Esta vez no tuve que esperar veinte minutos para pasar a la ceremonia. Delante de mí había solamente un joven, que finalmente se tuvo que retirar credencial de elector en mano, porque después de ardua búsqueda no apareció en las listas del padrón electoral.

Probablemente ese hecho, la brevedad de la espera para la fiesta cívica sea lo más notable, al menos en mi casilla. Pero los datos parciales y fragmentarios que se han sabido hasta esta hora, es que ninguna de las casillas reportadas logró los cuatro dígitos del número de votantes. El promedio andaba en 153 personas, pero chance y no.

Porque esa es otra histórica novedad: tenemos que esperear diez días para que nos digan quién ganó, aunque todos sabemos que ganó el plan C de Lopitos, quien salió ayer de su escondite para decirnos que tenemos la mejor presidente del mundo mundial. Sabemos además que hubo una confusa instrucción, de que las boletas no usadas fuesen guardadas aparte, sin haber sido anuladas con el tache. Cuando nos cuenten la fabulilla de los resultados, sabremos dónde andaban una semana esas papeletas.

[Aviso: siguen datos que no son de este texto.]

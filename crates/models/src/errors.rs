use thiserror::Error;

#[derive(Debug, Error)]
pub enum ModelError {
    #[error("validation error: {0}")]
    Validation(String),
    #[error("invalid id: {0}")]
    InvalidId(String),
    #[error("database error: {0}")]
    Db(String),
}

impl From<mongodb::error::Error> for ModelError {
    fn from(e: mongodb::error::Error) -> Self {
        ModelError::Db(e.to_string())
    }
}
use std::str::FromStr;

use crate::errors::ClientError;
use crate::state::ProductForm;

pub const HELP: &str = "\
commands:
  refresh                                   reload the product list
  add <name> | <description> | <price>      create a product
  edit <n>                                  open the update form for row n
  save <name> | <description> | <price>     submit the open update form
  save                                      submit the update form as pre-filled
  cancel                                    close the update form
  delete <n>                                delete row n
  clear                                     delete all products
  help                                      show this help
  quit                                      exit";

/// One line of user input. Row numbers are converted to zero-based positions.
#[derive(Debug, Clone, PartialEq)]
pub enum Command {
    Refresh,
    Add(ProductForm),
    Edit(usize),
    /// `None` submits the pre-filled values of the open form.
    Save(Option<ProductForm>),
    Cancel,
    Delete(usize),
    Clear,
    Help,
    Quit,
}

fn parse_row(arg: &str) -> Result<usize, ClientError> {
    match arg.trim().parse::<usize>() {
        Ok(n) if n >= 1 => Ok(n - 1),
        _ => Err(ClientError::Command(format!("expected a row number, got {arg:?}"))),
    }
}

fn parse_form(arg: &str) -> Result<ProductForm, ClientError> {
    let parts: Vec<&str> = arg.split('|').map(str::trim).collect();
    match parts.as_slice() {
        [name, description, price] => Ok(ProductForm::new(*name, *description, *price)),
        _ => Err(ClientError::Command("expected <name> | <description> | <price>".into())),
    }
}

impl FromStr for Command {
    type Err = ClientError;

    fn from_str(line: &str) -> Result<Self, Self::Err> {
        let line = line.trim();
        let (verb, rest) = match line.split_once(char::is_whitespace) {
            Some((v, r)) => (v, r.trim()),
            None => (line, ""),
        };
        match verb.to_ascii_lowercase().as_str() {
            "refresh" | "list" => Ok(Command::Refresh),
            "add" => parse_form(rest).map(Command::Add),
            "edit" => parse_row(rest).map(Command::Edit),
            "save" if rest.is_empty() => Ok(Command::Save(None)),
            "save" => parse_form(rest).map(|f| Command::Save(Some(f))),
            "cancel" => Ok(Command::Cancel),
            "delete" => parse_row(rest).map(Command::Delete),
            "clear" => Ok(Command::Clear),
            "help" | "?" => Ok(Command::Help),
            "quit" | "exit" => Ok(Command::Quit),
            other => Err(ClientError::Command(format!("unknown command {other:?}"))),
        }
    }
}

Por lo demás, no hubo sorpresa alguna: Acarreo, tamal, ratón loco, todas las clásicas maniobras de las elecciones del pasado, estuvieron presentes, mayormente por la escasez de mexicanos que quisieran participar, aún siendo insaculados, como comparsas de este circo.

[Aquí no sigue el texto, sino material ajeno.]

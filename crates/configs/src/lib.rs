use anyhow::anyhow;
use anyhow::Result;
use common::env::{var_or, var_parse};
use serde::Deserialize;

#[derive(Debug, Clone, Deserialize, Default)]
pub struct AppConfig {
    #[serde(default)]
    pub server: ServerConfig,
    #[serde(default)]
    pub database: DatabaseConfig,
    #[serde(default)]
    pub client: ClientConfig,
}

#[derive(Debug, Clone, Deserialize)]
pub struct ServerConfig {
    pub host: String,
    pub port: u16,
    #[serde(default)]
    pub worker_threads: Option<usize>,
}

impl Default for ServerConfig {
    fn default() -> Self {
        Self { host: "127.0.0.1".into(), port: 3000, worker_threads: Some(4) }
    }
}

#[derive(Debug, Clone, Deserialize)]
pub struct DatabaseConfig {
    #[serde(default)]
    pub url: String,
    #[serde(default = "default_db_name")]
    pub name: String,
    #[serde(default = "default_collection")]
    pub collection: String,
    #[serde(default = "default_connect_timeout")]
    pub connect_timeout_secs: u64,
    #[serde(default = "default_server_selection_timeout")]
    pub server_selection_timeout_secs: u64,
}

impl Default for DatabaseConfig {
    fn default() -> Self {
        Self {
            url: String::new(),
            name: default_db_name(),
            collection: default_collection(),
            connect_timeout_secs: default_connect_timeout(),
            server_selection_timeout_secs: default_server_selection_timeout(),
        }
    }
}

#[derive(Debug, Clone, Deserialize)]
pub struct ClientConfig {
    #[serde(default = "default_base_url")]
    pub base_url: String,
}

impl Default for ClientConfig {
    fn default() -> Self {
        Self { base_url: default_base_url() }
    }
}

fn default_db_name() -> String { "myapp".into() }
fn default_collection() -> String { "products".into() }
fn default_connect_timeout() -> u64 { 10 }
fn default_server_selection_timeout() -> u64 { 10 }
fn default_base_url() -> String { "http://localhost:3000".into() }

pub fn load_default() -> Result<AppConfig> {
    let path = std::env::var("CONFIG_PATH").unwrap_or_else(|_| "config.toml".to_string());
    load_from_file(&path)
}

pub fn load_from_file(path: &str) -> Result<AppConfig> {
    let content = std::fs::read_to_string(path)?;
    load_from_str(&content)
}

pub fn load_from_str(content: &str) -> Result<AppConfig> {
    let cfg: AppConfig = toml::from_str(content)?;
    Ok(cfg)
}

impl AppConfig {
    /// Config file when present, environment variables otherwise; then validated.
    pub fn load_and_validate() -> Result<Self> {
        let mut cfg = load_default().unwrap_or_else(|_| Self::from_env());
        cfg.normalize_and_validate()?;
        Ok(cfg)
    }

    /// Build a config purely from `SERVER_HOST`, `SERVER_PORT`, `DATABASE_URL`,
    /// `DATABASE_NAME` and `CATALOG_API_URL`.
    pub fn from_env() -> Self {
        let server = ServerConfig {
            host: var_or("SERVER_HOST", "127.0.0.1"),
            port: var_parse::<u16>("SERVER_PORT").unwrap_or(3000),
            worker_threads: var_parse::<usize>("TOKIO_WORKER_THREADS"),
        };
        let database = DatabaseConfig {
            url: var_or("DATABASE_URL", ""),
            name: var_or("DATABASE_NAME", &default_db_name()),
            ..DatabaseConfig::default()
        };
        let client = ClientConfig { base_url: var_or("CATALOG_API_URL", &default_base_url()) };
        Self { server, database, client }
    }

    pub fn normalize_and_validate(&mut self) -> Result<()> {
        self.server.normalize()?;
        self.database.normalize_from_env();
        self.database.validate()?;
        self.client.normalize_from_env();
        Ok(())
    }
}

impl ServerConfig {
    fn normalize(&mut self) -> Result<()> {
        if self.host.trim().is_empty() {
            self.host = "127.0.0.1".to_string();
        }
        if self.port == 0 {
            return Err(anyhow!("server.port must be within 1..=65535"));
        }
        match self.worker_threads {
            Some(0) | None => self.worker_threads = Some(4),
            Some(_) => {}
        }
        Ok(())
    }
}

impl DatabaseConfig {
    pub fn normalize_from_env(&mut self) {
        // the TOML may leave the URL out and rely on DATABASE_URL
        if self.url.trim().is_empty() {
            if let Ok(url) = std::env::var("DATABASE_URL") {
                self.url = url;
            }
        }
    }

    pub fn validate(&self) -> Result<()> {
        if self.url.trim().is_empty() {
            return Err(anyhow!("database.url is empty; set it in config.toml or DATABASE_URL"));
        }
        let lower = self.url.to_lowercase();
        if !(lower.starts_with("mongodb://") || lower.starts_with("mongodb+srv://")) {
            return Err(anyhow!("database.url must start with mongodb:// or mongodb+srv://"));
        }
        if self.name.trim().is_empty() || self.collection.trim().is_empty() {
            return Err(anyhow!("database.name and database.collection must not be empty"));
        }
        if self.connect_timeout_secs == 0 || self.server_selection_timeout_secs == 0 {
            return Err(anyhow!("database timeouts must be positive seconds"));
        }
        Ok(())
    }
}

impl ClientConfig {
    pub fn normalize_from_env(&mut self) {
        if let Ok(url) = std::env::var("CATALOG_API_URL") {
            if !url.trim().is_empty() {
                self.base_url = url;
            }
        }
        while self.base_url.ends_with('/') {
            self.base_url.pop();
        }
    }
}
use std::io::{self, BufRead, Write};

use clap::Parser;
use client::{
    app::Flow,
    command::{Command, HELP},
    prompt::TerminalPrompter,
    CatalogApi, CatalogApp,
};
use tracing::error;

/// Terminal page for the product catalog.
#[derive(Debug, Parser)]
#[command(name = "client", version, about)]
struct Args {
    /// Catalog service base URL; defaults to `[client] base_url` in config.toml
    #[arg(long, env = "CATALOG_API_URL")]
    base_url: Option<String>,
}

fn read_line() -> Option<String> {
    print!("> ");
    let _ = io::stdout().flush();
    let mut line = String::new();
    match io::stdin().lock().read_line(&mut line) {
        Ok(0) | Err(_) => None,
        Ok(_) => Some(line),
    }
}

#[tokio::main]
async fn main() -> anyhow::Result<()> {
    dotenvy::dotenv().ok();
    // stdout belongs to the page
    common::utils::logging::init_logging_stderr("warn");

    let args = Args::parse();
    let base_url = match args.base_url {
        Some(url) => url,
        None => {
            let mut cfg = configs::load_default().unwrap_or_else(|_| configs::AppConfig::from_env());
            cfg.client.normalize_from_env();
            cfg.client.base_url
        }
    };

    let api = CatalogApi::new(base_url)?;
    let mut app = CatalogApp::new(api, TerminalPrompter);
    if let Err(e) = app.refresh().await {
        error!(error = %e, "initial load failed");
    }
    println!("{}", app.render());
    println!("{HELP}");

    while let Some(line) = read_line() {
        if line.trim().is_empty() {
            continue;
        }
        match line.parse::<Command>() {
            Ok(command) => {
                if app.dispatch(command).await == Flow::Quit {
                    break;
                }
                println!("{}", app.render());
            }
            Err(e) => println!("! {e} (type `help`)"),
        }
    }
    Ok(())
}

De lo que no tengo duda alguna es que el abstencionismo ha sido grande, lo cual tampoco es sorpresa. Lo que pasa es que en esta elección histórica ha sido magno.

Si alguien va a estar muy sorprendida hoy, es la señora presidente cuando le den los primeros datos: ella pronosticó quince, quince, millones de votantes.

PARA LA MAÑANERA DEL PUEBLO (porque no dejan entrar sin tapabocas): Sí, es cierto, a estas alturas ya debiéramos estar muy cerca de la paz en Ucrania, que el pelipintado prometió arreglar en un par de horas luego de haber tomado posesión. Las pláticas siguen en Estambul, pero los combates se han intensificado en el oriente del país invadido por los rusos. La palabra dron ya ingresó a nuestro lenguaje político, que es el idioma de la guerra.